Look below for the line that contains "Value for log", then copy it and each following line exactly, through and including the line that contains "type Rejection = std::convert::Infallible;".

Stored data entries>
===============

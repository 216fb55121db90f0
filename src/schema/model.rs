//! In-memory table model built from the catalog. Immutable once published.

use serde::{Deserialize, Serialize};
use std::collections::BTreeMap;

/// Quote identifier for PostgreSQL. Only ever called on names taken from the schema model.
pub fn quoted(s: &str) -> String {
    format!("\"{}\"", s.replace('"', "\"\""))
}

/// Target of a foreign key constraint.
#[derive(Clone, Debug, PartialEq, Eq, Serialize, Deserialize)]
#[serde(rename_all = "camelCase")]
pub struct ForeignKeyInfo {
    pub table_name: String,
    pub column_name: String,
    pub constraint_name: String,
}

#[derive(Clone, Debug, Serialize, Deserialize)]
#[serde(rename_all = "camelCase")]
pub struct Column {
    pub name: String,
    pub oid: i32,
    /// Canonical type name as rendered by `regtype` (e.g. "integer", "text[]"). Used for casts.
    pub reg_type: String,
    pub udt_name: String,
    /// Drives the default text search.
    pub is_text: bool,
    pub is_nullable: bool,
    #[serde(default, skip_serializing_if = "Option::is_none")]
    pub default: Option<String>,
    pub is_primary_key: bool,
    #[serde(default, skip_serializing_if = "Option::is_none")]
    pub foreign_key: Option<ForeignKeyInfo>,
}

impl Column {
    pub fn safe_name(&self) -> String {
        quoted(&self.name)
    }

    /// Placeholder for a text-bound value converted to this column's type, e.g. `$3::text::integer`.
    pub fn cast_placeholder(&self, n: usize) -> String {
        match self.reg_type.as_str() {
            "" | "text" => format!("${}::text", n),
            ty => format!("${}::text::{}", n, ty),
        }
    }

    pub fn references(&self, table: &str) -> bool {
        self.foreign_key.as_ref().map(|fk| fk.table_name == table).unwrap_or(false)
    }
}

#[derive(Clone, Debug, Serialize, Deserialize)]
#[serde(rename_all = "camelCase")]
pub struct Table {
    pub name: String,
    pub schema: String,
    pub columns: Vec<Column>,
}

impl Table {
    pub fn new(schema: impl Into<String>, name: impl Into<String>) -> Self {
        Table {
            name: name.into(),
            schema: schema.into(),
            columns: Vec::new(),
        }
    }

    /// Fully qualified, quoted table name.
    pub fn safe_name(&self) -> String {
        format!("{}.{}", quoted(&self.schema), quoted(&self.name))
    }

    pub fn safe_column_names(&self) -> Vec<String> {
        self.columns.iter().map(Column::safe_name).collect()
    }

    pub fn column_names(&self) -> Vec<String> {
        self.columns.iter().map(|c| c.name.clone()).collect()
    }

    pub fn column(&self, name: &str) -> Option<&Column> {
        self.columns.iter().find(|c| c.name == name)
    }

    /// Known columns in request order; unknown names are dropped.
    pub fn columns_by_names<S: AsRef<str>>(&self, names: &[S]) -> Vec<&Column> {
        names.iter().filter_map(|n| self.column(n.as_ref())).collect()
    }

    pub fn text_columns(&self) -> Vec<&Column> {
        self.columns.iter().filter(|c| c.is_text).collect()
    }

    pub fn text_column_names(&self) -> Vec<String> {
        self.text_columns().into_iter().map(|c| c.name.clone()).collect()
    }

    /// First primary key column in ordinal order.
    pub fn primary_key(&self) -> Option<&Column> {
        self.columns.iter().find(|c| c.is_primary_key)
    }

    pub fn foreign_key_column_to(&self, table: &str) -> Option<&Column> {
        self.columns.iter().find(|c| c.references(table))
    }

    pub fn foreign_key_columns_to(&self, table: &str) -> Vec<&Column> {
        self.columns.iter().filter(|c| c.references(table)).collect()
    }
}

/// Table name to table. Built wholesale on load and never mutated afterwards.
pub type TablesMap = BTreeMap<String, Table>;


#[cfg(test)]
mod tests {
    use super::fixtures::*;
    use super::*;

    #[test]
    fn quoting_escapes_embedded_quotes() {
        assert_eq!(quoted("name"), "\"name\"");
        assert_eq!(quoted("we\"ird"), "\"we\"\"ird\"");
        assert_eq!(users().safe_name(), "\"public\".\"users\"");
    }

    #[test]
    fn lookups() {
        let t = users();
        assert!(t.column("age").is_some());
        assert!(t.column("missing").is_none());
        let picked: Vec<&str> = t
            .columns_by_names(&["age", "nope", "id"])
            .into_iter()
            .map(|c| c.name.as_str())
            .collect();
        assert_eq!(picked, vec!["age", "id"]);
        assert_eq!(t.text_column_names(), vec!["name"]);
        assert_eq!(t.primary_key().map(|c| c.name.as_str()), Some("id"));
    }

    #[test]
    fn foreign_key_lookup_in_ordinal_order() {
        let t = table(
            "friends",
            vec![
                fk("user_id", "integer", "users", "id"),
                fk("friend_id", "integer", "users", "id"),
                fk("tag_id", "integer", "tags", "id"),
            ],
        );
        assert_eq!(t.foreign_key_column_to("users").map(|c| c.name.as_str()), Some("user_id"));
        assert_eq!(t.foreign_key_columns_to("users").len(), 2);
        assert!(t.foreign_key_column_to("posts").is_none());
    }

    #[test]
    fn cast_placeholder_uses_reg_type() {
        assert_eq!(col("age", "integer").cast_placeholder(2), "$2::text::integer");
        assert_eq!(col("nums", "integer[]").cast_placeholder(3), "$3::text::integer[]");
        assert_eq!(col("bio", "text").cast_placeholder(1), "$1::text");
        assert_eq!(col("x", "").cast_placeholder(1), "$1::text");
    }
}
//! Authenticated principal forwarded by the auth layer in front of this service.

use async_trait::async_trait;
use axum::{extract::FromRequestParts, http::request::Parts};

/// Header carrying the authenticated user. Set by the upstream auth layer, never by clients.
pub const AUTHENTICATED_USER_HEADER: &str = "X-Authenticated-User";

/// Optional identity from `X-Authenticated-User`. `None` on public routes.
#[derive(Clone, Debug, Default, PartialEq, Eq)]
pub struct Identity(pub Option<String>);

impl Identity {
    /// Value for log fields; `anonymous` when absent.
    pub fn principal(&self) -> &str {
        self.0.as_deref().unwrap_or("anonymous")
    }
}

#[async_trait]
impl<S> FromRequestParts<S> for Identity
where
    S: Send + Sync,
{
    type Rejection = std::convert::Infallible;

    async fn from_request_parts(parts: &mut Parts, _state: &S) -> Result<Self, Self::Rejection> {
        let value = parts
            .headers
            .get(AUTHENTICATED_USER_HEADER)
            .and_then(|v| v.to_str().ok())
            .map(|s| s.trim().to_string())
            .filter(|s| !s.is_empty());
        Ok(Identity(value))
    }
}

===============

Exercise response>
    /// Value for log fields; `anonymous` when absent.
    pub fn principal(&self) -> &str {
        self.0.as_deref().unwrap_or("anonymous")
    }
}

#[async_trait]
impl<S> FromRequestParts<S> for Identity
where
    S: Send + Sync,
{
    type Rejection = std::convert::Infallible;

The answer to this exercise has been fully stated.